The waves of coronavirus that have swept through Sydney and Melbourne this year and last have their origins in inadequate quarantine facilities (including transportation to and from such facilities). Hotel quarantine is the obvious culprit. The Morrison government opted to put returned travellers into hotel quarantine in part because it was cheaper than building brand-new purpose-built quarantine facilities. The government could simply contract with hotel owners to take over their properties for months, use cut-price and barely trained security guards and hope for the best. Of course, the outcome was multiple, 20 at last count, COVID-19 leakages, resulting in thousands of people being infected. By contrast, there has not been one outbreak among the thousands of returned travellers who passed through the only purpose-built facility at Howard Springs in the Northern Territory.

Only this winter, 18 months after the virus entered Australia, did the federal government sign memoranda of understanding with the Western Australian, Victorian and Queensland state governments to build federally funded quarantine facilities, each at a cost of $200 million. These will not come into service until March or April next year at the earliest. The Morrison government’s penny-pinching is largely to blame, along with the reluctance of state governments to go ahead independently when the federal government dragged its feet.

But as with their refusal to vaccinate the world, cost is not the only consideration. After all, the $600 million the federal government is outlaying on three new quarantine centres is just a small fraction of the cost of disruption caused by the COVID-19 outbreaks since the start of the pandemic. Another factor is the Liberal government’s squeamishness about expanding public investment in publicly run infrastructure that is not narrowly geared to business making more money. Building quarantine facilities in every capital city would suggest that the government is prepared to take pandemics seriously which, as has become increasingly obvious as the pandemic rolls on, runs contrary to its instincts.

Even if Omicron turns out to be less of a threat than first feared, Delta is still inflicting terrible suffering and death, despite the official optimism about getting back to “normal”. Now in its fourth wave, case numbers globally have risen by 50 percent in the past six weeks to 600,000 per day. Deaths are still running at 7,000 per day. And both of these are just the official records, which lag well behind the actual numbers.

So, while there should be immediate and serious health measures imposed to meet the Omicron threat, so too should there be continuing measures to control the much more immediate threat posed by Delta. Yet the reopening plans in New South Wales and Victoria continue apace and are everywhere presented as something to celebrate.

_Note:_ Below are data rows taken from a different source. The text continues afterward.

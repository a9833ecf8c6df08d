//! Resource gateways over the hosted data service.
//! - Each gateway validates its input, issues one data-service call and
//!   decodes the result into `models` types.
//! - Data access goes through the traits in `store`, implemented over HTTP in
//!   `supabase` and in memory in `memory`.

pub mod errors;
pub mod query;
pub mod store;
pub mod supabase;
pub mod events;
pub mod invitations;
pub mod dress_codes;
pub mod images;
pub mod seed;
#[cfg(any(test, feature = "test_utils"))]
pub mod memory;

pub use dress_codes::DressCodeService;
pub use errors::ServiceError;
pub use events::EventService;
pub use images::ImageService;
pub use invitations::InvitationService;
use serde::{Deserialize, Serialize};

use crate::errors::ModelError;

/// A `{name, event_type}` pair from the `dress_codes` reference table.
/// Unknown fields are rejected.
#[derive(Clone, Debug, PartialEq, Eq, Serialize, Deserialize)]
#[serde(deny_unknown_fields)]
pub struct DressCode {
    pub name: String,
    pub event_type: String,
}

impl DressCode {
    pub fn new(name: impl Into<String>, event_type: impl Into<String>) -> Self {
        Self { name: name.into(), event_type: event_type.into() }
    }

    pub fn validate(&self) -> Result<(), ModelError> {
        if self.name.trim().is_empty() {
            return Err(ModelError::Validation("name is required".into()));
        }
        if self.event_type.trim().is_empty() {
            return Err(ModelError::Validation("event_type is required".into()));
        }
        Ok(())
    }
}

The largely complacent response of most governments to the Omicron variant reflects the degree to which large-scale suffering and death has been normalised, and so long as the health systems don’t completely collapse, governments largely want to keep it that way. These governments stand condemned for their refusal to take anything but the most limited steps to confront the most serious pandemic the world has seen for a century. They are playing with our lives all to keep profits flowing into the coffers of big business.